⟨

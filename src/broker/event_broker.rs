use std::sync::Arc;
use std::time::Instant;

use autometrics::autometrics;
use dashmap::mapref::entry::Entry;
use dashmap::DashMap;
use parking_lot::Mutex;
use tokio::sync::mpsc;
use tokio::sync::watch;
use tracing::debug;
use tracing::error;
use tracing::info;
use tracing::warn;

use crate::broker::DispatcherId;
use crate::broker::ScanSource;
use crate::broker::ScanTask;
use crate::config::BrokerConfig;
use crate::config::BufferConfig;
use crate::config::Settings;
use crate::deque::BlockDeque;
use crate::messaging::DmlEvent;
use crate::messaging::Payload;
use crate::messaging::ServerId;
use crate::messaging::TargetMessage;
use crate::metrics::get_current_ms;
use crate::metrics::DISPATCHER_COUNT;
use crate::metrics::DROPPED_EVENT_COUNT;
use crate::metrics::DROP_NOTIFICATION_COUNT;
use crate::metrics::DROP_SCAN_TASK_COUNT;
use crate::metrics::HANDLE_DURATION_METRIC;
use crate::metrics::RESOLVED_TS_LAG_METRIC;
use crate::metrics::RESOLVED_TS_METRIC;
use crate::metrics::SCAN_DURATION_METRIC;
use crate::metrics::SCAN_TASK_QUEUE_DURATION_METRIC;
use crate::metrics::SEND_EVENT_COUNT;
use crate::metrics::SEND_EVENT_DURATION_METRIC;
use crate::sink::SinkWriter;
use crate::BrokerError;
use crate::Result;
use crate::API_SLO;

/// Mutable per-dispatcher state, guarded by the path lock.
struct PathState {
    to: ServerId,
    epoch: u64,
    sequence: u64,
    /// Source position already covered by past scans.
    scanned_ts: u64,
    /// Watermark the downstream may trust.
    resolved_ts: u64,
    /// Scanned but undelivered events, oldest first.
    buffer: BlockDeque<TargetMessage>,
    /// One slot; a newer signal evicts the waiting one.
    pending_scan: BlockDeque<ScanTask>,
}

impl PathState {
    fn new(to: ServerId, from_ts: u64, epoch: u64, buffer: &BufferConfig) -> Self {
        Self {
            to,
            epoch,
            sequence: 0,
            scanned_ts: from_ts,
            resolved_ts: from_ts,
            buffer: BlockDeque::new(buffer.block_len, buffer.max_buffered_events),
            pending_scan: BlockDeque::new(2, 1),
        }
    }
}

/// Fans scanned changes out to per-dispatcher buffers and drains them into
/// the sink.
///
/// Every dispatcher owns an independent path: its own scan position,
/// watermark, sequence counter and bounded event buffer. Paths never block
/// each other; a stalled sink shows up as one path's buffer filling, not as
/// backpressure on the whole broker.
pub struct EventBroker {
    server_id: ServerId,
    source: Arc<dyn ScanSource>,
    writer: Arc<dyn SinkWriter>,
    paths: DashMap<DispatcherId, Arc<Mutex<PathState>>>,
    buffer_config: BufferConfig,
    broker_config: BrokerConfig,
}

impl EventBroker {
    pub fn new(
        server_id: ServerId,
        source: Arc<dyn ScanSource>,
        writer: Arc<dyn SinkWriter>,
        settings: &Settings,
    ) -> Self {
        Self {
            server_id,
            source,
            writer,
            paths: DashMap::new(),
            buffer_config: settings.buffer.clone(),
            broker_config: settings.broker.clone(),
        }
    }

    /// Opens (or reopens) the event path for a dispatcher and returns its
    /// epoch.
    ///
    /// Re-registering discards buffered state and bumps the epoch, so a
    /// downstream that reconnects can tell fresh messages from stale ones.
    #[autometrics(objective = API_SLO)]
    pub fn register_dispatcher(&self, dispatcher: DispatcherId, to: ServerId, from_ts: u64) -> u64 {
        let epoch = match self.paths.entry(dispatcher) {
            Entry::Occupied(mut occupied) => {
                let epoch = occupied.get().lock().epoch + 1;
                occupied.insert(Arc::new(Mutex::new(PathState::new(
                    to,
                    from_ts,
                    epoch,
                    &self.buffer_config,
                ))));
                epoch
            }
            Entry::Vacant(vacant) => {
                vacant.insert(Arc::new(Mutex::new(PathState::new(
                    to,
                    from_ts,
                    1,
                    &self.buffer_config,
                ))));
                DISPATCHER_COUNT.inc();
                1
            }
        };
        debug!("dispatcher {} registered with epoch {}", dispatcher, epoch);
        epoch
    }

    /// Closes a dispatcher's path, dropping whatever it still buffered.
    #[autometrics(objective = API_SLO)]
    pub fn remove_dispatcher(&self, dispatcher: DispatcherId) -> bool {
        if self.paths.remove(&dispatcher).is_none() {
            return false;
        }
        DISPATCHER_COUNT.dec();
        let label = dispatcher.to_string();
        let _ = RESOLVED_TS_METRIC.remove_label_values(&[&label]);
        let _ = RESOLVED_TS_LAG_METRIC.remove_label_values(&[&label]);
        let _ = DROPPED_EVENT_COUNT.remove_label_values(&[&label]);
        debug!("dispatcher {} removed", dispatcher);
        true
    }

    /// Queues a scan signal for its dispatcher.
    ///
    /// # Errors
    /// Returns [`BrokerError::UnknownDispatcher`] when no path is registered
    /// for the task's dispatcher.
    #[autometrics(objective = API_SLO)]
    pub fn notify(&self, task: ScanTask) -> Result<()> {
        let path = self.path(task.dispatcher)?;
        let mut state = path.lock();
        let squeezed = !state.pending_scan.is_empty();
        state.pending_scan.push_back(task);
        if squeezed {
            DROP_SCAN_TASK_COUNT.inc();
        }
        Ok(())
    }

    /// Runs the pending scan for one dispatcher, if any; returns whether a
    /// scan actually hit the source.
    ///
    /// A signal whose watermark the path has already covered only advances
    /// the watermark. Otherwise the source is scanned batch by batch until
    /// it reports no backlog, flushing between batches so catch-up memory
    /// stays bounded by the buffer, not the backlog.
    #[autometrics(objective = API_SLO)]
    pub fn handle_scan_task(&self, dispatcher: DispatcherId) -> Result<bool> {
        let path = self.path(dispatcher)?;
        let mut state = path.lock();

        let task = match state.pending_scan.pop_front() {
            Some(task) => task,
            None => return Ok(false),
        };
        SCAN_TASK_QUEUE_DURATION_METRIC.observe((get_current_ms() - task.queued_at_ms).max(0.0));

        if task.notified_ts <= state.scanned_ts {
            self.advance_resolved(dispatcher, &mut state, task.notified_ts);
            return Ok(false);
        }

        loop {
            let started = Instant::now();
            let batch = self.source.scan(
                dispatcher,
                state.scanned_ts,
                self.broker_config.scan_batch_size,
            )?;
            SCAN_DURATION_METRIC.observe(started.elapsed().as_secs_f64() * 1000.0);

            self.buffer_events(dispatcher, &mut state, batch.events);
            state.scanned_ts = batch.resolved_ts;
            self.advance_resolved(dispatcher, &mut state, batch.resolved_ts);

            if !batch.has_more {
                return Ok(true);
            }
            self.flush_state(dispatcher, &mut state)?;
        }
    }

    /// Delivers buffered events for one dispatcher, block by block, oldest
    /// first; returns how many were delivered.
    ///
    /// On a write failure the delivered prefix leaves the buffer and the
    /// rest stays, so a sink outage degrades to retries instead of loss.
    #[autometrics(objective = API_SLO)]
    pub fn flush_path(&self, dispatcher: DispatcherId) -> Result<usize> {
        let path = self.path(dispatcher)?;
        let mut state = path.lock();
        self.flush_state(dispatcher, &mut state)
    }

    pub fn dispatcher_count(&self) -> usize {
        self.paths.len()
    }

    /// Watermark for one dispatcher, if registered.
    pub fn resolved_ts(&self, dispatcher: DispatcherId) -> Option<u64> {
        self.paths
            .get(&dispatcher)
            .map(|path| path.lock().resolved_ts)
    }

    /// Buffered undelivered events for one dispatcher, if registered.
    pub fn buffered_len(&self, dispatcher: DispatcherId) -> Option<usize> {
        self.paths
            .get(&dispatcher)
            .map(|path| path.lock().buffer.len())
    }

    /// Drives the broker from a notification stream until shutdown or the
    /// stream closes.
    ///
    /// Notifications are drained in bursts; each touched path gets one scan
    /// pass and one flush per burst no matter how many signals arrived for
    /// it in the meantime.
    pub async fn run(
        self: Arc<Self>,
        mut notifications: mpsc::Receiver<ScanTask>,
        mut shutdown: watch::Receiver<()>,
    ) -> Result<()> {
        info!("event broker started");
        loop {
            tokio::select! {
                _ = shutdown.changed() => {
                    info!("event broker received shutdown signal");
                    return Ok(());
                }
                maybe_task = notifications.recv() => {
                    match maybe_task {
                        Some(task) => {
                            let started = Instant::now();
                            let mut touched = Vec::new();
                            self.accept(task, &mut touched);
                            while let Ok(more) = notifications.try_recv() {
                                self.accept(more, &mut touched);
                            }
                            for dispatcher in touched {
                                if let Err(e) = self.handle_scan_task(dispatcher) {
                                    error!("scan failed for dispatcher {}: {:?}", dispatcher, e);
                                    continue;
                                }
                                if let Err(e) = self.flush_path(dispatcher) {
                                    error!("flush failed for dispatcher {}: {:?}", dispatcher, e);
                                }
                            }
                            HANDLE_DURATION_METRIC.observe(started.elapsed().as_secs_f64() * 1000.0);
                        }
                        None => {
                            debug!("notification channel closed, event broker stopping");
                            return Ok(());
                        }
                    }
                }
            }
        }
    }

    fn accept(&self, task: ScanTask, touched: &mut Vec<DispatcherId>) {
        let dispatcher = task.dispatcher;
        match self.notify(task) {
            Ok(()) => {
                if !touched.contains(&dispatcher) {
                    touched.push(dispatcher);
                }
            }
            Err(e) => {
                DROP_NOTIFICATION_COUNT.inc();
                warn!("dropping notification for dispatcher {}: {:?}", dispatcher, e);
            }
        }
    }

    fn path(&self, dispatcher: DispatcherId) -> Result<Arc<Mutex<PathState>>> {
        match self.paths.get(&dispatcher) {
            Some(entry) => Ok(entry.value().clone()),
            None => Err(BrokerError::UnknownDispatcher(dispatcher.to_string()).into()),
        }
    }

    /// Wraps scanned events in envelopes and appends them to the path
    /// buffer, counting evictions when the bounded window pushes old events
    /// out.
    fn buffer_events(
        &self,
        dispatcher: DispatcherId,
        state: &mut PathState,
        events: Vec<DmlEvent>,
    ) {
        if events.is_empty() {
            return;
        }
        let mut evicted = 0u64;
        for event in events {
            state.sequence += 1;
            let message = TargetMessage {
                from: self.server_id,
                to: state.to,
                epoch: state.epoch,
                sequence: state.sequence,
                payload: Payload::Dml(event),
            };
            let before = state.buffer.len();
            state.buffer.push_back(message);
            if state.buffer.len() == before {
                evicted += 1;
            }
        }
        if evicted > 0 {
            DROPPED_EVENT_COUNT
                .with_label_values(&[&dispatcher.to_string()])
                .inc_by(evicted);
            warn!(
                "dispatcher {} buffer full, evicted {} oldest events",
                dispatcher, evicted
            );
        }
    }

    fn flush_state(&self, dispatcher: DispatcherId, state: &mut PathState) -> Result<usize> {
        if state.buffer.is_empty() {
            return Ok(0);
        }

        let mut delivered = 0;
        let mut failure = None;
        for batch in state.buffer.blocks() {
            let started = Instant::now();
            match self.writer.write_batch(batch) {
                Ok(()) => {
                    delivered += batch.len();
                    let elapsed_ms = started.elapsed().as_secs_f64() * 1000.0;
                    for message in batch {
                        SEND_EVENT_COUNT
                            .with_label_values(&[&message.kind().to_string()])
                            .inc();
                    }
                    if let Some(first) = batch.first() {
                        SEND_EVENT_DURATION_METRIC
                            .with_label_values(&[&first.kind().to_string()])
                            .observe(elapsed_ms);
                    }
                }
                Err(e) => {
                    failure = Some(e);
                    break;
                }
            }
        }

        for _ in 0..delivered {
            state.buffer.pop_front();
        }
        debug!("dispatcher {} flushed {} events", dispatcher, delivered);

        match failure {
            Some(e) => {
                warn!(
                    "dispatcher {} flush interrupted after {} events: {:?}",
                    dispatcher, delivered, e
                );
                Err(e)
            }
            None => Ok(delivered),
        }
    }

    fn advance_resolved(&self, dispatcher: DispatcherId, state: &mut PathState, ts: u64) {
        if ts > state.resolved_ts {
            state.resolved_ts = ts;
        }
        let label = dispatcher.to_string();
        RESOLVED_TS_METRIC
            .with_label_values(&[&label])
            .set(state.resolved_ts as f64);
        RESOLVED_TS_LAG_METRIC
            .with_label_values(&[&label])
            .set((get_current_ms() - state.resolved_ts as f64).max(0.0));
    }
}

⟩

* REQUIRED ACTION
Copy every line above in which the string "notify" shows up.

* COMPLETED EXERCISE
    pub fn notify(&self, task: ScanTask) -> Result<()> {
        match self.notify(task) {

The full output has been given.